Please do not attempt to address potential nest threats or disturbances without guidance, and do not intervene directly in any dispute. Contact the Audubon EagleWatch coordinator if you have concerns about anything you see occurring near your nest. Document as much as possible the possible threat or disturbance including descriptions and photos whenver possible.

No Trespassing: It is critical that you obey posted NO TRESPASSING signs on towers and private land. Do not enter any land without permission of the land owner on private land or land manager on public lands. If the land owner does not give you permission, you will have to view the nest from the public right of way. If it is not visible from there, please contact your local coordinator. Not all nests are going to be accessible. Being an EagleWatch volunteer does not grant you any permission to enter private property or any site where visible no trespassing signs are posted.

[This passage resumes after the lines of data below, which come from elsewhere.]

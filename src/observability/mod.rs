//! Structured logging to a rotating file in the data directory.
//!
//! The jar owns the terminal, so log output never goes to stdout or stderr.
//! Events from `tracing` macros are formatted by `tracing-subscriber` and
//! appended to `emotion-jar.log`:
//!
//! ```text
//! tracing macros → EnvFilter → fmt layer → RotatingLog → emotion-jar.log
//! ```
//!
//! # Configuration
//!
//! The filter is resolved from:
//! 1. `RUST_LOG` environment variable (highest priority)
//! 2. `trace_level` config option
//! 3. Default: `"info"`
//!
//! # Modules
//!
//! - [`init`]: Subscriber setup
//! - [`file_writer`]: Rotating file writer with size-based rotation

mod file_writer;
mod init;

pub use file_writer::RotatingLog;
pub use init::{init_tracing, LOG_FILE_NAME};
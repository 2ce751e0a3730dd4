//! Rotating file writer with size-based rotation and backup retention.
//!
//! [`RotatingLog`] implements [`MakeWriter`], so it plugs straight into a
//! `tracing-subscriber` fmt layer. Each formatted event arrives as a single
//! write and is appended under a lock.

use std::fs::{self, File, OpenOptions};
use std::io::{self, Write};
use std::path::{Path, PathBuf};
use std::sync::{Arc, Mutex};

use tracing_subscriber::fmt::MakeWriter;

/// Maximum file size before rotation (10 MB).
const MAX_FILE_SIZE_BYTES: u64 = 10 * 1024 * 1024;

/// Number of backup files to retain after rotation.
const MAX_BACKUP_FILES: usize = 3;

/// Thread-safe rotating log file.
///
/// When the file exceeds the size limit it is renamed to
/// `<name>.<unix_timestamp>` and a fresh file is started. Backups beyond the
/// retention limit are removed, oldest first.
///
/// Cloning shares the underlying file handle.
#[derive(Clone)]
pub struct RotatingLog {
    inner: Arc<Inner>,
}

struct Inner {
    file_path: PathBuf,
    max_bytes: u64,
    max_backups: usize,
    /// Lazily opened on first write.
    file: Mutex<Option<File>>,
}

impl RotatingLog {
    /// Creates a log writer for `file_path` with the default limits.
    ///
    /// The file is not opened until the first write.
    #[must_use]
    pub fn new(file_path: PathBuf) -> Self {
        Self::with_limits(file_path, MAX_FILE_SIZE_BYTES, MAX_BACKUP_FILES)
    }

    #[must_use]
    pub fn with_limits(file_path: PathBuf, max_bytes: u64, max_backups: usize) -> Self {
        Self {
            inner: Arc::new(Inner {
                file_path,
                max_bytes,
                max_backups,
                file: Mutex::new(None),
            }),
        }
    }

    #[must_use]
    pub fn path(&self) -> &Path {
        &self.inner.file_path
    }

    /// Appends `buf`, rotating first if the file has grown too large.
    ///
    /// # Errors
    ///
    /// Fails on rotation, open or write errors, or if the lock is poisoned.
    pub fn append(&self, buf: &[u8]) -> io::Result<()> {
        let mut file = self
            .inner
            .file
            .lock()
            .map_err(|e| io::Error::other(format!("Mutex poisoned: {e}")))?;

        self.check_and_rotate(&mut file)?;

        if file.is_none() {
            let opened = OpenOptions::new()
                .create(true)
                .append(true)
                .open(&self.inner.file_path)?;
            *file = Some(opened);
        }

        let handle = file
            .as_mut()
            .ok_or_else(|| io::Error::other("No file available"))?;
        handle.write_all(buf)?;
        handle.flush()
    }

    fn check_and_rotate(&self, file: &mut Option<File>) -> io::Result<()> {
        if let Ok(metadata) = fs::metadata(&self.inner.file_path) {
            if metadata.len() > self.inner.max_bytes {
                *file = None;
                self.rotate_files()?;
            }
        }
        Ok(())
    }

    fn rotate_files(&self) -> io::Result<()> {
        let timestamp = chrono::Utc::now().timestamp_millis();
        let mut backup = self.inner.file_path.clone().into_os_string();
        backup.push(format!(".{timestamp}"));

        if self.inner.file_path.exists() {
            fs::rename(&self.inner.file_path, PathBuf::from(backup))?;
        }

        self.cleanup_old_backups()
    }

    /// Removes backups beyond the retention limit, newest kept.
    fn cleanup_old_backups(&self) -> io::Result<()> {
        let path = &self.inner.file_path;
        let parent_dir = path
            .parent()
            .ok_or_else(|| io::Error::other("No parent directory"))?;
        let file_name = path
            .file_name()
            .and_then(|s| s.to_str())
            .ok_or_else(|| io::Error::other("Invalid file name"))?;
        let prefix = format!("{file_name}.");

        let mut backups: Vec<PathBuf> = fs::read_dir(parent_dir)?
            .filter_map(Result::ok)
            .map(|entry| entry.path())
            .filter(|p| {
                p.file_name()
                    .and_then(|name| name.to_str())
                    .and_then(|name| name.strip_prefix(&prefix))
                    .is_some_and(|suffix| suffix.bytes().all(|b| b.is_ascii_digit()))
            })
            .collect();

        // Timestamp suffixes sort chronologically once compared as numbers.
        backups.sort_by_key(|p| {
            std::cmp::Reverse(
                p.extension()
                    .and_then(|e| e.to_str())
                    .and_then(|e| e.parse::<i64>().ok())
                    .unwrap_or_default(),
            )
        });

        for old_backup in backups.iter().skip(self.inner.max_backups) {
            let _ = fs::remove_file(old_backup);
        }

        Ok(())
    }
}

impl std::fmt::Debug for RotatingLog {
    fn fmt(&self, f: &mut std::fmt::Formatter<'_>) -> std::fmt::Result {
        f.debug_struct("RotatingLog")
            .field("file_path", &self.inner.file_path)
            .finish_non_exhaustive()
    }
}

/// Per-event writer handed out by [`RotatingLog::make_writer`].
pub struct LogWriter<'a> {
    log: &'a RotatingLog,
}

impl Write for LogWriter<'_> {
    fn write(&mut self, buf: &[u8]) -> io::Result<usize> {
        self.log.append(buf)?;
        Ok(buf.len())
    }

    fn flush(&mut self) -> io::Result<()> {
        Ok(())
    }
}

impl<'a> MakeWriter<'a> for RotatingLog {
    type Writer = LogWriter<'a>;

    fn make_writer(&'a self) -> Self::Writer {
        LogWriter { log: self }
    }
}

Cell towers: Cell towers are private property. It is essential that you never enter into the fenced area at the base of any tower unless permission has been granted by the cell tower company. Volunteers assigned to eagle nests on celltowers should collect information about the tower including site number and telephone numbers to call in case of emergency. This information is posted on the access gate to the facility. In case of fallen or injured eaglets at the base of any communication or power transmission tower permission, should be obtained from the company.

Private Property: Do not enter private property without permission. Do not go through gates or over fences near the nest site without permission from the land owner. Don’t be afraid to talk to people that are living or working close to eagle nests. The eagles’ neighbors know what is happening while you are not there. People who live and work in the area see them daily.